Cumberland's known cricket career spanned the 1787 to 1805 seasons. Though mostly associated with Marylebone Cricket Club (MCC) and its predecessor the White Conduit Club, he also played for England, Hampshire, Kent, and Middlesex. Cumberland was an accomplished underarm bowler. In his career, he took 76 wickets in his 26 matches, twice achieving ten in a match.

==Cricket career==
Cumberland was born in 1764 and attended Westminster School. He is known to have lived in Tunbridge Wells. He joined the British Army and attained the rank of captain while he was still playing cricket. He was a member of the White Conduit Club and the earliest cricket match he is known to have played in was in June 1787 at the newly established Lord's Old Ground against Middlesex. One newspaper reported that "the excellence of Mr Cumberland's bowling is well known", and another that "Mr Cumberland's bowling was much commended".

Having injured his ankle by "attempting to leap over a rail", he missed the next White Conduit v Middlesex match at Lord's, later in the same month. The match report described him as "second to none as a bowler, and second to few as a fieldsman".

In September 1790, he played in two matches for Tunbridge Wells Cricket Club against Brighton. He took six wickets in the first match and then six in one innings in the return. By May 1791, Cumberland had risen to the rank of captain when he made his debut for the Gentlemen of England against Old Etonians at Lord's. He took ten wickets in the match, five in each innings.

He is known to have played in a total of 44 matches until 1805. (Note: Cumberland is known to have played in other matches from which no scorecard has been found, including in 1787 and 1790.) He played 22 matches in the three seasons from 1791 to 1793, regularly playing for MCC at Lord's. In June 1791, he travelled to Rutland for four matches at Burley Park, a ground owned by cricket's leading patron George Finch, 9th Earl of Winchilsea. In 1793 he played in ten important matches, mostly for MCC.
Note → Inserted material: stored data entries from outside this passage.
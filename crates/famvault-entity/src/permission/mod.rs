//! Permission grant domain entities.

pub mod level;
pub mod model;

pub use level::PermissionLevel;
pub use model::{PermissionGrant, ResourceRef, ResourceType};
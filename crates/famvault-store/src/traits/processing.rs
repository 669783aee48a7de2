//! Processing log store trait.

use async_trait::async_trait;

use famvault_core::result::AppResult;
use famvault_core::types::{FamilyId, FileId};
use famvault_entity::processing::ProcessingLogEntry;

/// Persistence operations for the append-only processing log.
#[async_trait]
pub trait ProcessingLogStore: Send + Sync + std::fmt::Debug + 'static {
    /// Append one entry. Entries are never mutated afterwards.
    async fn append(&self, entry: &ProcessingLogEntry) -> AppResult<()>;

    /// List a family's most recent entries, newest first.
    async fn list_by_family(
        &self,
        family_id: FamilyId,
        limit: i64,
    ) -> AppResult<Vec<ProcessingLogEntry>>;

    /// List every entry recorded for one file, newest first.
    async fn list_by_file(&self, file_id: FileId) -> AppResult<Vec<ProcessingLogEntry>>;
}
Cumberland played for MCC against the Thursday Club in June 1799, his only known match between August 1797 and June 1802. He returned to play for George Leycester's XI against Charles Lennox's XI at Lord's in 1802, but was not recorded again until 1804 when he played five matches for MCC. His final appearance was for MCC against England at Lord's in July 1804, taking just one wicket, and his last known match was for MCC against Homerton at Lord's in June 1805. Aged 41, he took ten wickets in the match, including seven in the second innings.